Despite the US economy showing signs of cooling, the US$ is on a roll and has soared against major currencies from Europe’s 19-member euro to the Chinese Renminbi. 

Kamakshya Trivedi, head of Global Foreign Exchange at Goldmans Sachs attributes the US$ rally to the Federal Reserve (The Fed) hiking interest rates more aggressively than some other central banks, in an attempt to curb inflation.

Kamakshya also reminds investors that the US$, typically regarded as a safe-haven asset, tends to perform well when there are concerns of global recession.

“The dollar, which is seen as a haven during turmoil, has also risen as concerns grow that the shock in energy prices will stall economic growth in many parts of the world,” notes Kamakshya.

Is the US$ now past peak?

However, Kamakshya is witnessing signs that the dollar’s rise is in its “later innings” of a recent rally.

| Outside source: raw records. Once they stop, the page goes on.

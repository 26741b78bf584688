//! Filesystem-facing services: decoding, the background catalogue and result files

pub mod backgrounds;
pub mod io;
pub mod output;

pub use backgrounds::{BackgroundEntry, BackgroundStore};
pub use io::ImageIOService;
pub use output::ResultWriter;
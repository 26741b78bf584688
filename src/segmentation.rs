//! Process-wide owner of the segmentation model
//!
//! The backend is created and initialized at most once. Concurrent first
//! callers block on the same initialization; a failed load leaves the cell
//! empty so a later request can try again.

use crate::{
    backends::{BackendFactory, DefaultBackendFactory},
    config::InferenceConfig,
    error::{CompositeError, Result},
    inference::InferenceBackend,
    models::PreprocessingConfig,
};
use ndarray::Array4;
use once_cell::sync::OnceCell;
use std::sync::Mutex;
use tracing::{debug, info, instrument, warn};

/// Lazily loaded segmentation model shared by all requests
pub struct SegmentationService {
    config: InferenceConfig,
    factory: Box<dyn BackendFactory>,
    backend: OnceCell<Mutex<Box<dyn InferenceBackend>>>,
}

impl std::fmt::Debug for SegmentationService {
    fn fmt(&self, f: &mut std::fmt::Formatter<'_>) -> std::fmt::Result {
        f.debug_struct("SegmentationService")
            .field("config", &self.config)
            .field("ready", &self.is_ready())
            .finish_non_exhaustive()
    }
}

impl SegmentationService {
    /// Service backed by the engines compiled into this build
    #[must_use]
    pub fn new(config: InferenceConfig) -> Self {
        Self::with_factory(config, Box::new(DefaultBackendFactory))
    }

    #[must_use]
    pub fn with_factory(config: InferenceConfig, factory: Box<dyn BackendFactory>) -> Self {
        Self {
            config,
            factory,
            backend: OnceCell::new(),
        }
    }

    /// Whether the model has been loaded successfully
    #[must_use]
    pub fn is_ready(&self) -> bool {
        self.backend.get().is_some()
    }

    #[must_use]
    pub fn config(&self) -> &InferenceConfig {
        &self.config
    }

    /// Load the model now instead of on the first request
    ///
    /// # Errors
    /// - Model file missing or unloadable
    #[instrument(skip(self), fields(backend = %self.config.backend_type, model = %self.config.model_path.display()))]
    pub fn warm_up(&self) -> Result<()> {
        self.backend().map(|_| ())
    }

    /// Preprocessing constants of the loaded model
    ///
    /// # Errors
    /// - Model load failures
    pub fn preprocessing_config(&self) -> Result<PreprocessingConfig> {
        let backend = self.lock_backend()?;
        backend.get_preprocessing_config()
    }

    /// Run the model on a preprocessed input tensor
    ///
    /// Calls are serialized; the backends keep mutable session state.
    ///
    /// # Errors
    /// - Model load failures
    /// - Inference failures
    pub fn predict(&self, input: &Array4<f32>) -> Result<Array4<f32>> {
        let mut backend = self.lock_backend()?;
        debug!(shape = ?input.shape(), "Running segmentation");
        backend.infer(input)
    }

    fn lock_backend(&self) -> Result<std::sync::MutexGuard<'_, Box<dyn InferenceBackend>>> {
        self.backend()?
            .lock()
            .map_err(|_| CompositeError::internal("Segmentation backend lock poisoned"))
    }

    fn backend(&self) -> Result<&Mutex<Box<dyn InferenceBackend>>> {
        self.backend.get_or_try_init(|| {
            info!("Loading segmentation model");
            let mut backend = self.factory.create_backend(&self.config)?;
            match backend.initialize(&self.config) {
                Ok(load_time) => {
                    if let Some(load_time) = load_time {
                        info!(load_ms = load_time.as_millis(), "Segmentation model ready");
                    }
                    Ok(Mutex::new(backend))
                },
                Err(e) => {
                    warn!(error = %e, "Segmentation model failed to load");
                    Err(e)
                },
            }
        })
    }
}
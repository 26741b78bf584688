//! Background compositing service
//!
//! HTTP service that segments an uploaded portrait and places it onto a team
//! background, plus a `fetch-model` command to provision the model file.

#[cfg(feature = "cli")]
use bg_composite::cli;

#[cfg(feature = "cli")]
#[tokio::main]
async fn main() -> anyhow::Result<()> {
    cli::main().await
}

#[cfg(not(feature = "cli"))]
fn main() {
    panic!("CLI feature not enabled. Please rebuild with --features cli");
}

Kamakshya is flagging an end the US dollar’s recent rally after hitting extreme levels against currencies like the Japanese Yen (JPY) or the British pound (GBP), which has traded at its weakest level against the greenback since Margaret Thatcher was the U.K. prime minister. 

Having strengthened around 15% this year, and 20% since the start of 2021, Kamakshya believes the US$ now looks overvalued.

“Maybe not quite as overvalued as previous peaks but… when you look at the individual currency pairs… versus the yen or versus the pound, you are at levels that look relatively extreme,” Kamakshya notes.

But that said, with the Fed continuing to be on the front foot when it comes to its policy-tightening process, Kamakshya still thinks the US$ has a bit more room to strengthen.

Other currency pairs on radar

Kamakshya reminds investors that much of what happens to the broad dollar is going to be highly correlated with what happens to the euro and the euro area outlook.

With Goldman’s expecting a recession in the euro area, Kamakshya expects the euro to trade below parity for the next three months or so.

The Chinese Renminbi (RMB) is another place where Goldman’s expect to see more weakness and more US$ strength over the next two to three months. 

“At a very simple level, it reflects the fact that China’s economy is also struggling somewhat, both because of the successive local lockdowns on account of the zero-Covid policy alongside continued troubles in the domestic property sector,” Kamakshya notes.

Binary opposites

Kamakshya also reminds investors that the difference in relative policy settings is perhaps clearer in China than most places.

For example, while the Fed that is raising rates even with the US economy slowing, the People’s Bank of China is lowering rates given the kind of struggles the economy is facing. 

“The upshot of those two things is that we expect the dollar-Renminbi cross to continue moving higher and the Renminbi to continue to weaken.”